Orlando District Announces School Award, New Construction

ORLANDO, Fla. — Just one day after breaking ground on the new Oak Hill Elementary School, the Orlando-based Orange County Public Schools (OCPS) also celebrated a design award.

Oak Hill Elementary School is one of 13 new and replacement schools OCPS plans to open in August 2017. The Title I school’s groundbreaking ceremony took place on Jan. 25, and current estimates put the price tag at $18.9 million. The Orlando office of international architecture and engineering firm BRPH designed the school, which will be constructed by locally based Clancy & Theys.

The approximately 84,300-square-foot school will serve 650 students. Sitting on a 15-acre site, it will include standard administrative offices and classrooms as well as a multipurpose room/cafeteria, a media center, art and music labs, covered exterior walkways and play areas, and expanded student drop off areas. The secure campus will offer just one public entrance, while new classroom technology will include new computers and digital projectors.

On Jan. 26, OCPS also announced that its Downtown PS8 school in the Parramore neighborhood of Orlando was honored with a Trendsetter Award given by the Urban Land Institute (ULI) Central Florida.

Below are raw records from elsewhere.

// SPDX-License-Identifier: AGPL-3.0-or-later
// Copyright (c) 2025 ReifyDB

use tessera_type::{Diagnostic, Error, IntoDiagnostic, Type};

fn fmt_types(types: &[Type]) -> String {
	types.iter().map(ToString::to_string).collect::<Vec<_>>().join(", ")
}

#[derive(Debug, Clone, PartialEq, thiserror::Error)]
pub enum RoutineError {
	#[error("unknown function: {name}")]
	UnknownFunction {
		name: String,
	},

	#[error("function {name} cannot be called with ({}), expected {expected}", fmt_types(.arguments))]
	UnresolvableSignature {
		name: String,
		arguments: Vec<Type>,
		expected: String,
	},

	#[error("function {name} argument {} has invalid type: expected {expected}, got {actual}", .index + 1)]
	InvalidArgumentType {
		name: String,
		index: usize,
		expected: String,
		actual: Type,
	},

	#[error("function {name} cannot handle {reason}")]
	InvalidArgumentShape {
		name: String,
		reason: String,
	},

	#[error("function {name} overflowed its result type {result}")]
	NumericOverflow {
		name: String,
		result: Type,
	},

	#[error("function {name} is already registered")]
	DuplicateFunction {
		name: String,
	},

	#[error("function {name} is not a window function")]
	NotAWindowFunction {
		name: String,
	},

	#[error("column {index} is out of range for a row of {len} columns")]
	ColumnOutOfRange {
		index: usize,
		len: usize,
	},
}

impl IntoDiagnostic for RoutineError {
	fn into_diagnostic(self) -> Diagnostic {
		let message = self.to_string();
		let (code, label, help) = match &self {
			RoutineError::UnknownFunction {
				..
			} => (
				"FUNCTION_001",
				"unknown function",
				Some("Check the function name and available functions".to_string()),
			),
			RoutineError::UnresolvableSignature {
				name,
				expected,
				..
			} => (
				"FUNCTION_002",
				"wrong number of arguments",
				Some(format!("Call {} with arguments {}", name, expected)),
			),
			RoutineError::InvalidArgumentType {
				expected,
				..
			} => (
				"FUNCTION_004",
				"invalid argument type",
				Some(format!("Provide an argument of type: {}", expected)),
			),
			RoutineError::InvalidArgumentShape {
				..
			} => ("FUNCTION_005", "unsupported argument value", None),
			RoutineError::NumericOverflow {
				..
			} => ("FUNCTION_006", "numeric overflow", None),
			RoutineError::DuplicateFunction {
				..
			} => (
				"FUNCTION_010",
				"duplicate function",
				Some("Register every function name exactly once".to_string()),
			),
			RoutineError::NotAWindowFunction {
				..
			} => ("FUNCTION_011", "not a window function", None),
			RoutineError::ColumnOutOfRange {
				..
			} => (
				"FUNCTION_012",
				"column out of range",
				Some("This is an internal error - please report this issue".to_string()),
			),
		};

		Diagnostic {
			code: code.to_string(),
			message,
			label: Some(label.to_string()),
			help,
			notes: vec![],
			cause: None,
		}
	}
}

impl From<RoutineError> for Error {
	fn from(err: RoutineError) -> Self {
		Error(Box::new(err.into_diagnostic()))
	}
}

The PreK-8 Downtown PS8 will not open to students until August and will not receive its official name for several more weeks; however, the award recognized the school as exemplifying “forward-thinking ideas and practices that represent what is perhaps the industry’s next big trend” for Central Florida in 2017, according to a statement by OCPS. The award was presented at ULI Central Florida’s Annual Trends Conference.

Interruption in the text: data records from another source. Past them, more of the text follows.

// SPDX-License-Identifier: MIT
// Copyright (c) 2025 ReifyDB

use std::{
	cmp::Ordering,
	fmt,
	fmt::{Display, Formatter},
	hash::{Hash, Hasher},
	ops::Deref,
};

use serde::{Deserialize, Serialize};

use super::ordered_f64::NotANumber;

#[repr(transparent)]
#[derive(Debug, Copy, Clone, Default, Serialize, Deserialize)]
#[serde(try_from = "f32", into = "f32")]
pub struct OrderedF32(f32);

impl OrderedF32 {
	pub fn value(&self) -> f32 {
		self.0
	}

	pub fn zero() -> OrderedF32 {
		OrderedF32(0.0)
	}
}

impl Deref for OrderedF32 {
	type Target = f32;

	fn deref(&self) -> &Self::Target {
		&self.0
	}
}

impl Display for OrderedF32 {
	fn fmt(&self, f: &mut Formatter<'_>) -> fmt::Result {
		Display::fmt(&self.0, f)
	}
}

impl PartialEq for OrderedF32 {
	fn eq(&self, other: &Self) -> bool {
		self.0.to_bits() == other.0.to_bits()
	}
}

impl Eq for OrderedF32 {}

impl PartialOrd for OrderedF32 {
	fn partial_cmp(&self, other: &Self) -> Option<Ordering> {
		Some(self.cmp(other))
	}
}

impl Ord for OrderedF32 {
	fn cmp(&self, other: &Self) -> Ordering {
		self.0.total_cmp(&other.0)
	}
}

impl Hash for OrderedF32 {
	fn hash<H: Hasher>(&self, state: &mut H) {
		self.0.to_bits().hash(state);
	}
}

impl From<OrderedF32> for f32 {
	fn from(v: OrderedF32) -> Self {
		v.0
	}
}

impl TryFrom<f32> for OrderedF32 {
	type Error = NotANumber;

	fn try_from(f: f32) -> Result<Self, Self::Error> {
		let normalized = if f == 0.0 {
			0.0
		} else {
			f
		};
		if f.is_nan() {
			Err(NotANumber)
		} else {
			Ok(OrderedF32(normalized))
		}
	}
}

OCPS and local organizations including the Rosen Foundation, Boys & Girls Clubs of Central Florida, Orange Blossom Family Health, Children’s Home Society of Central Florida, University of Central Florida and Valencia College have partnered to create Downtown PS8 school as an education and healthcare hub that will be in the forefront of revitalizing Parramore. The unique school will also be home to a medical and dental clinic, and will have the small-school feel of a K-8 facility. A preschool wing will serve two- and three-year-olds through a partnership with the Rosen Foundation, and college scholarships will be provided to PS8 graduates that go on to complete high school.

“This project has the chance to set the model that creates an academic core and competes for creative jobs on a national platform,” said ULI Central Florida District Chair Greg Witherspoon in a statement.